**Data excerpts**:
- - - - - - -
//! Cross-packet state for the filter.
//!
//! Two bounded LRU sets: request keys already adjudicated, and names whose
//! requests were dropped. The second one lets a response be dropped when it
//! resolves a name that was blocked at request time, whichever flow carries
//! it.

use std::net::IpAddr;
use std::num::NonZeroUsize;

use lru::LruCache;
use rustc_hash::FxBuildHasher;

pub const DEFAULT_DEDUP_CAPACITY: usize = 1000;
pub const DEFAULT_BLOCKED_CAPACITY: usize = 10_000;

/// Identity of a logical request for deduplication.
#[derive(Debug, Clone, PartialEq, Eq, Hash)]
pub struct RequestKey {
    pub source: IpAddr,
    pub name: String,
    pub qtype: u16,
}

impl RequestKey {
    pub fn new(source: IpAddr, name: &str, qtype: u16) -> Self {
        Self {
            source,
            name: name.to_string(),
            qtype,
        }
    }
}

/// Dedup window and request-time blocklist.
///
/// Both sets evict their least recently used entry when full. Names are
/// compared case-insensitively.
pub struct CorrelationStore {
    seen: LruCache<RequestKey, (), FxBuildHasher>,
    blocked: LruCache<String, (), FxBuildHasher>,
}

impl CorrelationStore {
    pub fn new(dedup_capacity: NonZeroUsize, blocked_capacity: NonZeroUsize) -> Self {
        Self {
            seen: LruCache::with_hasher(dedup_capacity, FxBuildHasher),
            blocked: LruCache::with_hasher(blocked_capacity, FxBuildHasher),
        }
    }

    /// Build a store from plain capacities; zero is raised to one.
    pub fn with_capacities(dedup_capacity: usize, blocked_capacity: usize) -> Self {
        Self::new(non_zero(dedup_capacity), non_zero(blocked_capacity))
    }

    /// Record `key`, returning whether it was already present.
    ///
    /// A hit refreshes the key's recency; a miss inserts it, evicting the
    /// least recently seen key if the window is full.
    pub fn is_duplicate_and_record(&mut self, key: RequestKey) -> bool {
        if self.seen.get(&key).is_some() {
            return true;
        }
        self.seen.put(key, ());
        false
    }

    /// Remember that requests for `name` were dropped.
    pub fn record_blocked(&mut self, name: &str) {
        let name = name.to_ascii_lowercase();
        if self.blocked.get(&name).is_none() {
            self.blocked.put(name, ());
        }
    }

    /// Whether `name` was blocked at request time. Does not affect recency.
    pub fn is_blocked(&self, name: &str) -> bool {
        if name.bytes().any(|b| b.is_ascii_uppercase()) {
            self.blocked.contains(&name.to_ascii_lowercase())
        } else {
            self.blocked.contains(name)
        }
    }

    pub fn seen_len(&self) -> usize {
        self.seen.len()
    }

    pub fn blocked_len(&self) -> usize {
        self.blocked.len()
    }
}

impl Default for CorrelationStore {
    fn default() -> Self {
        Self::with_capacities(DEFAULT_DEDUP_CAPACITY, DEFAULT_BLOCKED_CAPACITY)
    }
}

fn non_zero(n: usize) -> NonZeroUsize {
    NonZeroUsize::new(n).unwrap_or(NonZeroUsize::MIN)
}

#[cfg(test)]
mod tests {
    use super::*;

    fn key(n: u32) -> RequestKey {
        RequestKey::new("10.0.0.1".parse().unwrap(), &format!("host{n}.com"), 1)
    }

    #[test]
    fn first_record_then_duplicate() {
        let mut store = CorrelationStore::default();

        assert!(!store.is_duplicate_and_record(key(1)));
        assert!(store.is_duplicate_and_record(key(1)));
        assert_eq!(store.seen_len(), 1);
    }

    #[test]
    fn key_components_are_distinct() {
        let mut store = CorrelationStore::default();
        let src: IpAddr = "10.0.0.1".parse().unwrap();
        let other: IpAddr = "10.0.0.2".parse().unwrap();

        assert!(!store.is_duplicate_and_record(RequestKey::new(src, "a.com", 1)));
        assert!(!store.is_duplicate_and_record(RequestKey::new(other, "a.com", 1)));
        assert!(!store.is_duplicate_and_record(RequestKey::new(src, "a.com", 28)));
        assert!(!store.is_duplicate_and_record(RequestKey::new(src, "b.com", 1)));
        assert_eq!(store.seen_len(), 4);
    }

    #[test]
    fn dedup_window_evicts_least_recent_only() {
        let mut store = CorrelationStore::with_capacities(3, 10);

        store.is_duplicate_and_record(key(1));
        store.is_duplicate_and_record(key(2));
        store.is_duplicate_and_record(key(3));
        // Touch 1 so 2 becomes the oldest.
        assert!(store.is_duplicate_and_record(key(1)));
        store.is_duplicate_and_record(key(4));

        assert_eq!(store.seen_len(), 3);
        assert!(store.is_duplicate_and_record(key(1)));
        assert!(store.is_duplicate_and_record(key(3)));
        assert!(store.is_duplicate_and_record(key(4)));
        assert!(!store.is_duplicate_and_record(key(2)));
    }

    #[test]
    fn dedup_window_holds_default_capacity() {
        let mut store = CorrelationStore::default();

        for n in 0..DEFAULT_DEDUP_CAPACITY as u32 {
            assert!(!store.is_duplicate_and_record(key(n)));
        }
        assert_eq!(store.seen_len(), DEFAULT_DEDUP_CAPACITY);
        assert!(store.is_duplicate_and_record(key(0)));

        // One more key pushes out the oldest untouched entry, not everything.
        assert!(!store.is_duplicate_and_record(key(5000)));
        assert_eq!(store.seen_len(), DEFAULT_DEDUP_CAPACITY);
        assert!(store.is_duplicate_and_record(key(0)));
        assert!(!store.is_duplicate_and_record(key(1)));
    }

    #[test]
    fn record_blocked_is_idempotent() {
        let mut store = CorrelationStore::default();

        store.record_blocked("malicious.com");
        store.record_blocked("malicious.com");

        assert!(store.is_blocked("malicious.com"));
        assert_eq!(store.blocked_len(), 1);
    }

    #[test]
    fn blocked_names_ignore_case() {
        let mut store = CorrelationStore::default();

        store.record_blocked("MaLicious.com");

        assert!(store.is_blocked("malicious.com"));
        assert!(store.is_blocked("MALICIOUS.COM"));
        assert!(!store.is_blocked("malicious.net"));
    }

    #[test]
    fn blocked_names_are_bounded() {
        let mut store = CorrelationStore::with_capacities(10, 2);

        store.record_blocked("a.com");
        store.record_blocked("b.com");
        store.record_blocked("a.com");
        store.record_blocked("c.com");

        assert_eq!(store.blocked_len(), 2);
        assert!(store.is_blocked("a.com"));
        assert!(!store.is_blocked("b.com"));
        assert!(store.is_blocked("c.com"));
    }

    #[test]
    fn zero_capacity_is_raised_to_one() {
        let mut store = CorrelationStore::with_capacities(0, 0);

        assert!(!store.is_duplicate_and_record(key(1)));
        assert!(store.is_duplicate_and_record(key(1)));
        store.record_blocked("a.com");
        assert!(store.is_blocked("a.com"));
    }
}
- - - - - - -
From the opening line of the data above, please print each line as written up to and including the line that contains "pub struct RequestKey", and nothing more.

**Response to this exercise**:
//! Cross-packet state for the filter.
//!
//! Two bounded LRU sets: request keys already adjudicated, and names whose
//! requests were dropped. The second one lets a response be dropped when it
//! resolves a name that was blocked at request time, whichever flow carries
//! it.

use std::net::IpAddr;
use std::num::NonZeroUsize;

use lru::LruCache;
use rustc_hash::FxBuildHasher;

pub const DEFAULT_DEDUP_CAPACITY: usize = 1000;
pub const DEFAULT_BLOCKED_CAPACITY: usize = 10_000;

/// Identity of a logical request for deduplication.
#[derive(Debug, Clone, PartialEq, Eq, Hash)]
pub struct RequestKey {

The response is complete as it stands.